In later years, this trend seems to be reversed a bit, but this could be due to players finally complying to the EGD rating system and demoting themselves.
But I suspect this is an artifact of the parameter values of the EGD system.

When choosing different parameter values (based on observations), the picture changes.
In the revised system, over the years, many players around 13k (between 18k and 8k) have grown stronger than their rank.
But I think it's understandable that they are conservative in promoting themselves, because that would mean 'disobeying' the EGD rating system.

Pio2001 · Post by **Pio2001** » Sun Sep 24, 2017 2:59 pm

gennan wrote:On average, it seems that declared ranks are a reasonable indication of peoples rating. I assume many kyu players who don't play many tournaments determine their declared ranks from casual handicap games against stronger players in their club. The EGD also contains handicap games, but I haven't come to analyze their statistics yet.

Hi,
I'm in charge of the registration of new players in the club of Lyon (France).

The only relationship between the ranks and the real strength that is enforced by the system is that the bottom rank is 30 kyu (I won't talk about grades because we don't use the european system in France).
Besides that, it is we, people in charge of giving their first rank to new players, that may shift the entire scale up or down in comparison to an objective playing strength. If we underevaluate the level of the players, the whole scale goes down, if we overestimate their abilities, the whole scale goes up.

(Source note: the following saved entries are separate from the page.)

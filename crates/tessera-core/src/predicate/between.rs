use super::{unsupported, Matcher, Predicate};
use crate::block::Block;
use crate::column::{ColumnData, Integer, MultiColumn};
use crate::errors::Result;
use crate::store::Store;

/// Inclusive range `[min, max]` over an integer column. A multi-value row
/// matches if any of its values is in range. `min > max` matches nothing.
#[derive(Debug, Clone)]
pub struct Between<T> {
    column: String,
    min: T,
    max: T,
}

pub type ByteBetween = Between<i8>;
pub type ShortBetween = Between<i16>;
pub type IntBetween = Between<i32>;
pub type LongBetween = Between<i64>;

impl<T: Integer> Between<T> {
    pub fn new(column: impl Into<String>, min: T, max: T) -> Self {
        Self {
            column: column.into(),
            min,
            max,
        }
    }
}

struct ScalarBetween<'s, T> {
    column: usize,
    values: &'s [T],
    min: T,
    max: T,
}

impl<T: Integer> Matcher for ScalarBetween<'_, T> {
    fn check_block(&self, block: &Block) -> bool {
        block
            .stats(self.column)
            .admits_range(self.min.into(), self.max.into())
    }

    #[inline]
    fn check_value(&self, position: usize) -> bool {
        let v = self.values[position];
        self.min <= v && v <= self.max
    }
}

struct MultiBetween<'s, T> {
    column: usize,
    values: &'s MultiColumn<T>,
    min: T,
    max: T,
}

impl<T: Integer> Matcher for MultiBetween<'_, T> {
    fn check_block(&self, block: &Block) -> bool {
        block
            .stats(self.column)
            .admits_range(self.min.into(), self.max.into())
    }

    fn check_value(&self, position: usize) -> bool {
        self.values
            .row(position)
            .iter()
            .any(|v| self.min <= *v && *v <= self.max)
    }
}

impl<T: Integer> Predicate for Between<T> {
    fn prepare<'s>(&self, store: &'s Store) -> Result<Box<dyn Matcher + 's>> {
        let (index, column) = store.resolve(&self.column)?;

        if let Some(buffer) = T::scalar(column.data()) {
            return Ok(Box::new(ScalarBetween {
                column: index,
                values: buffer.as_slice(),
                min: self.min,
                max: self.max,
            }));
        }
        if let Some(multi) = T::multi(column.data()) {
            return Ok(Box::new(MultiBetween {
                column: index,
                values: multi,
                min: self.min,
                max: self.max,
            }));
        }
        Err(unsupported(column, "a range with this element width"))
    }
}

/// Inclusive range over a double column. Doubles carry no block statistic,
/// so this always scans every row.
#[derive(Debug, Clone)]
pub struct DoubleBetween {
    column: String,
    min: f64,
    max: f64,
}

impl DoubleBetween {
    pub fn new(column: impl Into<String>, min: f64, max: f64) -> Self {
        Self {
            column: column.into(),
            min,
            max,
        }
    }
}

struct DoubleBetweenMatcher<'s> {
    values: &'s [f64],
    min: f64,
    max: f64,
}

impl Matcher for DoubleBetweenMatcher<'_> {
    fn check_block(&self, _block: &Block) -> bool {
        true
    }

    #[inline]
    fn check_value(&self, position: usize) -> bool {
        let v = self.values[position];
        self.min <= v && v <= self.max
    }
}

impl Predicate for DoubleBetween {
    fn prepare<'s>(&self, store: &'s Store) -> Result<Box<dyn Matcher + 's>> {
        let (_, column) = store.resolve(&self.column)?;
        match column.data() {
            ColumnData::Double(buffer) => Ok(Box::new(DoubleBetweenMatcher {
                values: buffer.as_slice(),
                min: self.min,
                max: self.max,
            })),
            _ => Err(unsupported(column, "a double range")),
        }
    }
}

I personally use to register beginners at 20 kyu, but some people rather register them at 30 kyu. We have no directions in this matter.

For players who are not beginners, the most widely used estimation is the kgs rank, but with a correction. When I started, 3 years ago, I was told that there was about 3 kyu of difference between the KGS scale and the EGF scale.
But it seems that year after year, the difference between the scales is getting bigger in the 10 kyu region. 10 years ago, 8 kyu KGS was around 11 kyu EGF. Now it's rather around 13 kyu EGF.

A problem is that now that we know this, instead of registering new players 3 ranks below their KGS rank, like we used to, we tend to register them 5 kyu below...
Which in turn widens the gap between the two scales, since we are thus deflating the EGF scale. This is an endless loop. In 10 years, maybe we will have to register people 7 kyu below their KGS rank, which will in turn get the two scales 9 ranks apart...

OGS made a survey of their members ranks around all the ranking systems in the world.
It turned out that the KGS scale was higher than all other scales in the world in the kyu region, and that the Tygem scale was skewed relatively to all other scales (the "size" of their ranks is different).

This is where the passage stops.